We welcome submissions across all three categories: Life & Health Sciences, Physical Sciences & Environment, and Engineering, Computer Science & AI. Projects may be experimental, theoretical, computational, or design-based, and should follow a detailed, well-structured, and logical research or engineering process.
🧬 Life & Health Sciences: Biology, medicine, neuroscience, physiology, microbiology, public health, epidemiology, and related biomedical research
💻 Engineering, Computer Science & AI: Engineering design, computer science, artificial intelligence, data science, and computational modeling
⚛️ Physical Sciences & Environment: Physics, chemistry, environmental science, materials science, and studies of natural systems and sustainability
Participants are responsible for selecting the most appropriate category for their work. All submissions must comply with competition rules, safety standards, and ethical requirements. Incomplete submissions may not be accepted.
The ISRIF Fair features a full-day schedule that mirrors a professional academic conference. Activities include poster presentations, judging sessions, podium presentations for selected finalists, networking opportunities, and an awards ceremony.

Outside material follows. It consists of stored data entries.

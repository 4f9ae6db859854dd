use crate::config::toml_config::{
    parse_account_list, ArchiveConfig, BackupConfig, JobConfig, S3Auth, StorageConfig,
    DEFAULT_REGION,
};
use crate::core::archive::DEFAULT_ARCHIVE_NAME;
use crate::core::assume::{DEFAULT_CONCURRENCY, DEFAULT_SESSION_NAME};
use crate::utils::error::{BackupError, Result};
use crate::utils::validation::validate_required_field;
use std::str::FromStr;

pub const ENV_PREFIX: &str = "DNS_BACKUP_";

impl BackupConfig {
    /// Loads configuration from `DNS_BACKUP_*` variables. When
    /// `DNS_BACKUP_CONFIG` names a file, that file is used instead.
    pub fn from_env() -> Result<Self> {
        Self::from_lookup(|key| std::env::var(key).ok())
    }

    pub fn from_lookup<F>(lookup: F) -> Result<Self>
    where
        F: Fn(&str) -> Option<String>,
    {
        let var = |name: &str| {
            lookup(&format!("{}{}", ENV_PREFIX, name)).filter(|v| !v.trim().is_empty())
        };

        if let Some(path) = var("CONFIG") {
            return Self::from_file(path);
        }

        let accounts = var("ACCOUNTS");
        let assume_role = var("ASSUME_ROLE");
        let job = JobConfig {
            accounts: parse_account_list(validate_required_field(
                "DNS_BACKUP_ACCOUNTS",
                &accounts,
            )?),
            assume_role: validate_required_field("DNS_BACKUP_ASSUME_ROLE", &assume_role)?.clone(),
            session_name: var("SESSION_NAME").unwrap_or_else(|| DEFAULT_SESSION_NAME.to_string()),
            region: var("REGION").unwrap_or_else(|| DEFAULT_REGION.to_string()),
            assume_concurrency: parse_or("ASSUME_CONCURRENCY", var("ASSUME_CONCURRENCY"), DEFAULT_CONCURRENCY)?,
            fetch_concurrency: parse_or("FETCH_CONCURRENCY", var("FETCH_CONCURRENCY"), DEFAULT_CONCURRENCY)?,
        };

        let storage = match var("STORAGE_KIND").as_deref().unwrap_or("s3") {
            "local" => {
                let path = var("STORAGE_PATH");
                StorageConfig::Local {
                    path: validate_required_field("DNS_BACKUP_STORAGE_PATH", &path)?.clone(),
                }
            }
            "s3" => {
                let bucket = var("S3_BUCKET");
                StorageConfig::S3 {
                    bucket: validate_required_field("DNS_BACKUP_S3_BUCKET", &bucket)?.clone(),
                    region: var("S3_REGION"),
                    prefix: var("S3_PREFIX").unwrap_or_default(),
                    endpoint_url: var("S3_ENDPOINT_URL"),
                    auth: match var("S3_ROLE_ARN") {
                        Some(role_arn) => S3Auth::AssumeRole { role_arn },
                        None => S3Auth::Default,
                    },
                }
            }
            other => {
                return Err(BackupError::InvalidConfigValueError {
                    field: "DNS_BACKUP_STORAGE_KIND".to_string(),
                    value: other.to_string(),
                    reason: "expected 'local' or 's3'".to_string(),
                })
            }
        };

        let archive = ArchiveConfig {
            enabled: parse_or("ARCHIVE", var("ARCHIVE"), false)?,
            name: var("ARCHIVE_NAME").unwrap_or_else(|| DEFAULT_ARCHIVE_NAME.to_string()),
        };

        Ok(Self {
            job,
            storage,
            archive,
        })
    }
}

fn parse_or<T: FromStr>(name: &str, raw: Option<String>, default: T) -> Result<T> {
    match raw {
        None => Ok(default),
        Some(raw) => raw
            .trim()
            .parse()
            .map_err(|_| BackupError::InvalidConfigValueError {
                field: format!("{}{}", ENV_PREFIX, name),
                value: raw.clone(),
                reason: "cannot be parsed".to_string(),
            }),
    }
}

#[cfg(test)]
mod tests {
    use super::*;
    use crate::utils::validation::Validate;
    use std::collections::HashMap;

    fn lookup(vars: &[(&str, &str)]) -> impl Fn(&str) -> Option<String> {
        let vars: HashMap<String, String> = vars
            .iter()
            .map(|(k, v)| (k.to_string(), v.to_string()))
            .collect();
        move |key: &str| vars.get(key).cloned()
    }

    #[test]
    fn test_minimal_s3_environment() {
        let config = BackupConfig::from_lookup(lookup(&[
            ("DNS_BACKUP_ACCOUNTS", "111111111111, 222222222222"),
            ("DNS_BACKUP_ASSUME_ROLE", "reader"),
            ("DNS_BACKUP_S3_BUCKET", "dns-backups"),
        ]))
        .unwrap();

        assert_eq!(config.job.accounts, vec!["111111111111", "222222222222"]);
        assert_eq!(config.job.assume_concurrency, 30);
        assert_eq!(
            config.storage,
            StorageConfig::S3 {
                bucket: "dns-backups".to_string(),
                region: None,
                prefix: String::new(),
                endpoint_url: None,
                auth: S3Auth::Default,
            }
        );
        assert!(!config.archive.enabled);
        assert!(config.validate().is_ok());
    }

    #[test]
    fn test_local_storage_and_overrides() {
        let config = BackupConfig::from_lookup(lookup(&[
            ("DNS_BACKUP_ACCOUNTS", "111111111111"),
            ("DNS_BACKUP_ASSUME_ROLE", "reader"),
            ("DNS_BACKUP_STORAGE_KIND", "local"),
            ("DNS_BACKUP_STORAGE_PATH", "/var/backups/dns"),
            ("DNS_BACKUP_FETCH_CONCURRENCY", "5"),
            ("DNS_BACKUP_ARCHIVE", "true"),
        ]))
        .unwrap();

        assert_eq!(config.job.fetch_concurrency, 5);
        assert!(config.archive.enabled);
        assert_eq!(config.archive.name, "zones.zip");
        assert!(matches!(config.storage, StorageConfig::Local { .. }));
    }

    #[test]
    fn test_missing_required_variables() {
        let result = BackupConfig::from_lookup(lookup(&[("DNS_BACKUP_ASSUME_ROLE", "reader")]));
        assert!(matches!(
            result,
            Err(BackupError::MissingConfigError { ref field }) if field == "DNS_BACKUP_ACCOUNTS"
        ));

        let result = BackupConfig::from_lookup(lookup(&[
            ("DNS_BACKUP_ACCOUNTS", "111111111111"),
            ("DNS_BACKUP_ASSUME_ROLE", "reader"),
        ]));
        assert!(matches!(
            result,
            Err(BackupError::MissingConfigError { ref field }) if field == "DNS_BACKUP_S3_BUCKET"
        ));
    }

    #[test]
    fn test_unparsable_number_is_rejected() {
        let result = BackupConfig::from_lookup(lookup(&[
            ("DNS_BACKUP_ACCOUNTS", "111111111111"),
            ("DNS_BACKUP_ASSUME_ROLE", "reader"),
            ("DNS_BACKUP_S3_BUCKET", "dns-backups"),
            ("DNS_BACKUP_ASSUME_CONCURRENCY", "lots"),
        ]));
        assert!(matches!(
            result,
            Err(BackupError::InvalidConfigValueError { .. })
        ));
    }
}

ISRIF features two stages of presentation designed to develop both scientific communication and professional presentation skills.
Each project is presented as a printed scientific poster displayed on-site. Students must be available for one-on-one or small-panel judge interviews (typically 5–10 minutes per visit). The poster session serves as the core evaluation stage and determines which projects advance to the finalist round.

Top-ranked projects from each category are invited to deliver a 10-minute oral presentation, followed by a brief Q&A session. Students may present using slides or their poster.